Personally I’m not sure how much longer I can continue to be a hypocrite, in this area of my life anyway. Over the last six months I have grown accustomed to eating it very rarely. But I still find myself attacking vegetarians for fun. I’ll routinely point to the rich tradition and culture of eating meat, and to the gastronomic superiority and flavour of dishes that include it. I’ll happily point out that none of the world’s top restaurants are vegetarian and top food critics and chefs have nothing but contempt for those that forgo meat in their diets. But really this is a fairly pathetic argument from hedonism and a form of nihilism.
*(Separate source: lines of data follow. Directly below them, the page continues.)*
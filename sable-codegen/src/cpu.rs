pub use sable_asm::{FReg, Reg};

pub const RAX: Reg = Reg(0);
pub const RCX: Reg = Reg(1);
pub const RDX: Reg = Reg(2);
pub const RBX: Reg = Reg(3);
pub const RSP: Reg = Reg(4);
pub const RBP: Reg = Reg(5);
pub const RSI: Reg = Reg(6);
pub const RDI: Reg = Reg(7);
pub const R8: Reg = Reg(8);
pub const R9: Reg = Reg(9);
pub const R10: Reg = Reg(10);
pub const R11: Reg = Reg(11);
pub const R12: Reg = Reg(12);
pub const R13: Reg = Reg(13);
pub const R14: Reg = Reg(14);
pub const R15: Reg = Reg(15);

pub const XMM0: FReg = FReg(0);
pub const XMM1: FReg = FReg(1);
pub const XMM15: FReg = FReg(15);

pub const NUM_REGS: usize = 16;
pub const NUM_FREGS: usize = 16;

pub const REG_RESULT: Reg = RAX;
pub const REG_INSTANTIATOR: Reg = RCX;
pub const REG_INSTANTIATOR_TYPE_ARGS: Reg = RDX;
pub const REG_IC_DATA: Reg = RBX;
pub const REG_SP: Reg = RSP;
pub const REG_FP: Reg = RBP;
pub const REG_FUNCTION: Reg = RDI;
pub const REG_ARGS_DESC: Reg = R10;
pub const REG_PP: Reg = R15;
pub const REG_THREAD: Reg = R14;

// never handed out by the register allocator
pub const REG_TMP1: Reg = R11;
pub const REG_TMP2: Reg = R12;
pub const FREG_TMP: FReg = XMM15;

pub const FREG_RESULT: FReg = XMM0;

pub const RESERVED_REGS: [Reg; 6] = [REG_SP, REG_FP, REG_TMP1, REG_TMP2, REG_PP, REG_THREAD];

pub fn is_allocatable(reg: Reg) -> bool {
    !RESERVED_REGS.contains(&reg)
}

pub fn is_allocatable_freg(reg: FReg) -> bool {
    reg != FREG_TMP
}

pub const WORD_SIZE: i32 = 8;
pub const FPU_REG_SIZE: i32 = 16;

// Frame layout in words relative to the frame pointer:
//   fp+2 ..  incoming arguments, last argument closest to fp
//   fp+1     return address
//   fp+0     caller fp
//   fp-1     pc marker (code object)
//   fp-2     caller pool pointer
//   fp-3 ..  locals and spill slots
pub const PARAM_END_SLOT_FROM_FP: i32 = 1;
pub const SAVED_CALLER_PC_SLOT_FROM_FP: i32 = 1;
pub const SAVED_CALLER_FP_SLOT_FROM_FP: i32 = 0;
pub const PC_MARKER_SLOT_FROM_FP: i32 = -1;
pub const SAVED_PP_SLOT_FROM_FP: i32 = -2;
pub const FIRST_LOCAL_SLOT_FROM_FP: i32 = -3;

// thread local data, addressed through REG_THREAD
pub const THREAD_STACK_LIMIT_OFFSET: i32 = 0;

// size of the patchable prologue in front of the pc recovery
pub const ENTRY_PATCH_NOPS: u32 = 4;

// object pool of the code, relative to the pc recovered at entry
pub const POOL_POINTER_FROM_PC_OFFSET: i32 = -16;

// pool pointer of the callee until its frame is entered
pub const REG_NEW_PP: Reg = R13;

pub fn fp_offset(slot: i32) -> i32 {
    slot * WORD_SIZE
}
I am now beginning to think seriously that I can live without it completely, or at least, maintain my, (admittedly somewhat enforced) current policy. I still eat fish after all. They are different; they’re less ‘neurologically advanced’ than mammals, or so runs the argument. And I’ll still eat dairy; who could live without cheese?
Previously when this discussion has arisen I have resolved to just eat meat that is ‘ethically sourced’, to at least take some steps in the right direction. You want some sort of guarantee that the animal you’re eating has at least had a good quality of life, while it lasted. But in reality this policy is very difficult to maintain. My main weakness is for pork based products and sausages especially. Sadly I think the ethically sourced kind are expensive and difficult to come by. What we need is a whole new approach to food labeling on the back of a real cultural shift in attitudes to meat. I’m not sure that the food revolution that has occurred in the UK in the last fifteen years or so has really contributed much of use to this debate.
But now it’s barbecue season and everybody hates a killjoy vegetarian at a barbecue. Even so, I think from now on it’s scampi fries for me and no more pork scratchings.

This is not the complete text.